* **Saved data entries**
//! Period Closing - API Server Binary
//!
//! This binary starts the closing engine and the HTTP API in front of it.
//!
//! # Usage
//!
//! ```bash
//! # Run with default configuration
//! cargo run --bin closing-api
//!
//! # Run with environment variables
//! CLOSING_PORT=8080 CLOSING_DATABASE_URL=postgres://... cargo run --bin closing-api
//! ```
//!
//! # Environment Variables
//!
//! * `CLOSING_HOST` - Server host (default: 0.0.0.0)
//! * `CLOSING_PORT` - Server port (default: 8080)
//! * `CLOSING_DATABASE_URL` - PostgreSQL connection string
//! * `CLOSING_LOG_LEVEL` - Log level: trace, debug, info, warn, error (default: info)
//! * `CLOSING_LOG_JSON` - Emit JSON log lines (default: false)
//! * `CLOSING_BATCH_SIZE` - Units of one run in flight at once (default: 4)
//! * `CLOSING_WORKER_COUNT` - Worker tasks (default: 4)
//! * `CLOSING_MAX_DELIVERIES` - Deliveries per unit on transient failures (default: 3)
//! * `CLOSING_BACKGROUND` - Use the worker pool; `false` runs units inline (default: true)
//! * `CLOSING_SCHEDULER_ACTIVE` - Claim units at all (default: true)
//! * `CLOSING_AMOUNT_PRECISION` - Decimal places of posted amounts (default: 2)
//! * `CLOSING_DIMENSIONS` - Comma-separated custom accounting dimensions
//! * `CLOSING_DEFAULT_POLICY` - `dual` or `profit_and_loss_only` (default: dual)

use std::net::SocketAddr;
use std::sync::Arc;

use core_kernel::HealthCheckable;
use domain_closing::ClosingEngine;
use infra_db::{create_pool, run_migrations, DatabaseConfig, PostgresClosingStore, PostgresLedger};
use interface_api::{config::ApiConfig, create_router, AppState};
use tokio::net::TcpListener;
use tracing_subscriber::{layer::SubscriberExt, util::SubscriberInitExt, EnvFilter};

/// Main entry point for the API server.
///
/// # Errors
///
/// Returns an error if:
/// - Configuration cannot be loaded from environment
/// - Database connection or migrations fail
/// - Server fails to bind to the configured address
#[tokio::main]
async fn main() -> Result<(), Box<dyn std::error::Error>> {
    // Load .env file if present (useful for local development)
    dotenvy::dotenv().ok();

    let config = ApiConfig::from_env()?;
    let engine_config = config.engine_config()?;

    init_tracing(&config.log_level, config.log_json);

    tracing::info!(
        host = %config.host,
        port = %config.port,
        batch_size = engine_config.batch_size,
        workers = engine_config.worker_count,
        dispatch = ?engine_config.dispatch,
        "Starting Period Closing API Server"
    );

    tracing::info!("Connecting to database...");
    let pool = create_pool(DatabaseConfig::new(config.database_url.clone())).await?;
    run_migrations(&pool).await?;
    tracing::info!("Database ready");

    let store = Arc::new(PostgresClosingStore::new(pool.clone()));
    let ledger = Arc::new(PostgresLedger::new(pool));
    let engine = ClosingEngine::spawn(store.clone(), ledger.clone(), engine_config);

    let health: Vec<Arc<dyn HealthCheckable>> = vec![
        store as Arc<dyn HealthCheckable>,
        ledger as Arc<dyn HealthCheckable>,
    ];
    let app = create_router(AppState::new(engine.service(), config.clone(), health));

    let addr: SocketAddr = config.server_addr().parse()?;
    tracing::info!(%addr, "Server listening");

    let listener = TcpListener::bind(addr).await?;
    axum::serve(listener, app)
        .with_graceful_shutdown(shutdown_signal())
        .await?;

    engine.shutdown();
    tracing::info!("Server shutdown complete");
    Ok(())
}

/// Initializes the tracing subscriber for structured logging.
fn init_tracing(log_level: &str, json: bool) {
    let filter = EnvFilter::try_from_default_env()
        .or_else(|_| EnvFilter::try_new(log_level))
        .unwrap_or_else(|_| EnvFilter::new("info"));

    let registry = tracing_subscriber::registry().with(filter);
    if json {
        registry
            .with(tracing_subscriber::fmt::layer().json().with_target(true))
            .init();
    } else {
        registry
            .with(tracing_subscriber::fmt::layer().with_target(true))
            .init();
    }
}

/// Waits for shutdown signal (Ctrl+C or SIGTERM).
///
/// In-flight requests complete before the process exits; units still
/// running stay `Running` in the database.
async fn shutdown_signal() {
    let ctrl_c = async {
        if let Err(e) = tokio::signal::ctrl_c().await {
            tracing::error!(error = %e, "Failed to install Ctrl+C handler");
            std::future::pending::<()>().await;
        }
    };

    #[cfg(unix)]
    let terminate = async {
        match tokio::signal::unix::signal(tokio::signal::unix::SignalKind::terminate()) {
            Ok(mut signal) => {
                signal.recv().await;
            }
            Err(e) => {
                tracing::error!(error = %e, "Failed to install SIGTERM handler");
                std::future::pending::<()>().await;
            }
        }
    };

    #[cfg(not(unix))]
    let terminate = std::future::pending::<()>();

    tokio::select! {
        _ = ctrl_c => {
            tracing::info!("Received Ctrl+C, initiating graceful shutdown");
        }
        _ = terminate => {
            tracing::info!("Received SIGTERM, initiating graceful shutdown");
        }
    }
}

* **Task description**
Above are the entries. Quote exactly the lines from the one bearing "async fn main()" through the one bearing "store as Arc<dyn".

* **Output**
async fn main() -> Result<(), Box<dyn std::error::Error>> {
    // Load .env file if present (useful for local development)
    dotenvy::dotenv().ok();

    let config = ApiConfig::from_env()?;
    let engine_config = config.engine_config()?;

    init_tracing(&config.log_level, config.log_json);

    tracing::info!(
        host = %config.host,
        port = %config.port,
        batch_size = engine_config.batch_size,
        workers = engine_config.worker_count,
        dispatch = ?engine_config.dispatch,
        "Starting Period Closing API Server"
    );

    tracing::info!("Connecting to database...");
    let pool = create_pool(DatabaseConfig::new(config.database_url.clone())).await?;
    run_migrations(&pool).await?;
    tracing::info!("Database ready");

    let store = Arc::new(PostgresClosingStore::new(pool.clone()));
    let ledger = Arc::new(PostgresLedger::new(pool));
    let engine = ClosingEngine::spawn(store.clone(), ledger.clone(), engine_config);

    let health: Vec<Arc<dyn HealthCheckable>> = vec![
        store as Arc<dyn HealthCheckable>,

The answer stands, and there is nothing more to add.